■ **Exercise**: Find "async fn get_market_summary(&self, pair: &str)" and "to one market" in the records below. Copy the lines holding them and every line between, exactly, and no others.

■ **Stored items**:
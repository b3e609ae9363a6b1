use std::sync::Mutex;
use std::time::{SystemTime, UNIX_EPOCH};

/// Strictly non-decreasing nonce source, one per authenticated client.
///
/// Remote venues reject signed requests whose nonce does not increase, so the
/// generator tracks the last value it handed out and never goes backwards.
/// Under normal call rates the value follows wall-clock unix time; when
/// called faster than once per second it falls back to last + 1.
#[derive(Debug, Default)]
pub struct NonceGenerator {
    // 0 means no nonce has been issued yet.
    last: Mutex<u64>,
}

impl NonceGenerator {
    pub fn new() -> Self {
        Self::default()
    }

    /// Issue the next nonce. The read-modify-write is guarded so one
    /// generator may be shared across concurrent callers.
    pub fn next(&self) -> u64 {
        let mut last = self.last.lock().unwrap_or_else(std::sync::PoisonError::into_inner);

        let candidate = if *last > 0 { *last + 1 } else { 0 };
        let value = candidate.max(unix_time_secs());

        *last = value;
        value
    }
}

fn unix_time_secs() -> u64 {
    SystemTime::now()
        .duration_since(UNIX_EPOCH)
        .map(|d| d.as_secs())
        .unwrap_or_default()
}

#[cfg(test)]
mod tests {
    use super::*;

    #[test]
    fn test_first_nonce_tracks_wall_clock() {
        let generator = NonceGenerator::new();
        let before = unix_time_secs();
        let nonce = generator.next();
        assert!(nonce >= before);
    }

    #[test]
    fn test_nonce_strictly_increases_under_rapid_calls() {
        let generator = NonceGenerator::new();
        let mut previous = generator.next();
        for _ in 0..1000 {
            let next = generator.next();
            assert!(next >= previous + 1, "nonce must advance by at least 1");
            previous = next;
        }
    }

    #[test]
    fn test_shared_generator_never_repeats() {
        use std::sync::Arc;

        let generator = Arc::new(NonceGenerator::new());
        let mut handles = Vec::new();
        for _ in 0..4 {
            let generator = Arc::clone(&generator);
            handles.push(std::thread::spawn(move || {
                (0..250).map(|_| generator.next()).collect::<Vec<_>>()
            }));
        }

        let mut all: Vec<u64> = handles
            .into_iter()
            .flat_map(|h| h.join().unwrap())
            .collect();
        let total = all.len();
        all.sort_unstable();
        all.dedup();
        assert_eq!(all.len(), total, "nonces must be unique across threads");
    }
}
use crate::core::{
    errors::ExchangeError,
    types::{
        Balance, CancelOutcome, DepositAddress, DepositRecord, MarketDepth, MarketSummary,
        OpenOrder, OrderBook, OrderInfo, OrderReceipt, Pair, Ticker, Trade, WithdrawalRecord,
    },
};
use async_trait::async_trait;
use rust_decimal::Decimal;

/// Public (unauthenticated) market-data operations, normalized shapes.
#[async_trait]
pub trait MarketDataSource {
    /// Get all traded pairs, in the canonical quote-base convention
    async fn get_markets(&self) -> Result<Vec<Pair>, ExchangeError>;

    /// Get a simple current market status report
    async fn get_ticker(&self, pair: &str) -> Result<Ticker, ExchangeError>;

    /// Get the last `depth` trades for a pair
    async fn get_trade_history(&self, pair: &str, depth: u32) -> Result<Vec<Trade>, ExchangeError>;

    /// Get the order book, first level closest to the spread
    async fn get_order_book(&self, pair: &str, depth: u32) -> Result<OrderBook, ExchangeError>;

    /// Get 24h market statistics
    async fn get_market_summary(&self, pair: &str) -> Result<MarketSummary, ExchangeError>;

    /// Get aggregate book depth (total bid value, total ask quantity)
    async fn get_market_depth(&self, pair: &str) -> Result<MarketDepth, ExchangeError>;

    /// Get the difference between the best ask and the best bid
    async fn get_market_spread(&self, pair: &str) -> Result<Decimal, ExchangeError>;
}

/// Order placement and cancellation (authenticated).
#[async_trait]
pub trait OrderPlacer {
    /// Place a limit buy order
    async fn buy_limit(
        &self,
        pair: &str,
        rate: Decimal,
        amount: Decimal,
    ) -> Result<OrderReceipt, ExchangeError>;

    /// Place a limit sell order
    async fn sell_limit(
        &self,
        pair: &str,
        rate: Decimal,
        amount: Decimal,
    ) -> Result<OrderReceipt, ExchangeError>;

    /// Cancel a single order by id
    async fn cancel_order(&self, order_id: &str) -> Result<(), ExchangeError>;

    /// Cancel every open order, one request per order. Not atomic: a failure
    /// partway through leaves the remainder open, so each order's outcome is
    /// reported individually.
    async fn cancel_all_orders(&self) -> Result<Vec<CancelOutcome>, ExchangeError>;

    /// Get open orders, optionally filtered to one market
    async fn get_open_orders(&self, pair: Option<&str>) -> Result<Vec<OpenOrder>, ExchangeError>;
}

/// Account state and funding operations (authenticated).
#[async_trait]
pub trait AccountInfo {
    /// Get all balances with a strictly positive amount
    async fn get_balances(&self) -> Result<Vec<Balance>, ExchangeError>;

    /// Retrieve or generate a deposit address for a currency
    async fn get_deposit_address(&self, currency: &str) -> Result<DepositAddress, ExchangeError>;

    /// Withdraw an amount of a currency to an address
    async fn withdraw(
        &self,
        currency: &str,
        amount: Decimal,
        address: &str,
    ) -> Result<OrderReceipt, ExchangeError>;

    /// Look up a single order by id
    async fn get_order(&self, order_id: &str) -> Result<OrderInfo, ExchangeError>;

    /// Get order history
    async fn get_order_history(&self) -> Result<Vec<OrderInfo>, ExchangeError>;

    /// Get withdrawal history, optionally for one currency
    async fn get_withdrawal_history(
        &self,
        currency: Option<&str>,
    ) -> Result<Vec<WithdrawalRecord>, ExchangeError>;

    /// Get deposit history, optionally for one currency
    async fn get_deposit_history(
        &self,
        currency: Option<&str>,
    ) -> Result<Vec<DepositRecord>, ExchangeError>;
}

/// Composite trait for when the full venue surface is needed at once.
#[async_trait]
pub trait VenueConnector: MarketDataSource + OrderPlacer + AccountInfo {}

■ **Written answer**:
    async fn get_market_summary(&self, pair: &str) -> Result<MarketSummary, ExchangeError>;

    /// Get aggregate book depth (total bid value, total ask quantity)
    async fn get_market_depth(&self, pair: &str) -> Result<MarketDepth, ExchangeError>;

    /// Get the difference between the best ask and the best bid
    async fn get_market_spread(&self, pair: &str) -> Result<Decimal, ExchangeError>;
}

/// Order placement and cancellation (authenticated).
#[async_trait]
pub trait OrderPlacer {
    /// Place a limit buy order
    async fn buy_limit(
        &self,
        pair: &str,
        rate: Decimal,
        amount: Decimal,
    ) -> Result<OrderReceipt, ExchangeError>;

    /// Place a limit sell order
    async fn sell_limit(
        &self,
        pair: &str,
        rate: Decimal,
        amount: Decimal,
    ) -> Result<OrderReceipt, ExchangeError>;

    /// Cancel a single order by id
    async fn cancel_order(&self, order_id: &str) -> Result<(), ExchangeError>;

    /// Cancel every open order, one request per order. Not atomic: a failure
    /// partway through leaves the remainder open, so each order's outcome is
    /// reported individually.
    async fn cancel_all_orders(&self) -> Result<Vec<CancelOutcome>, ExchangeError>;

    /// Get open orders, optionally filtered to one market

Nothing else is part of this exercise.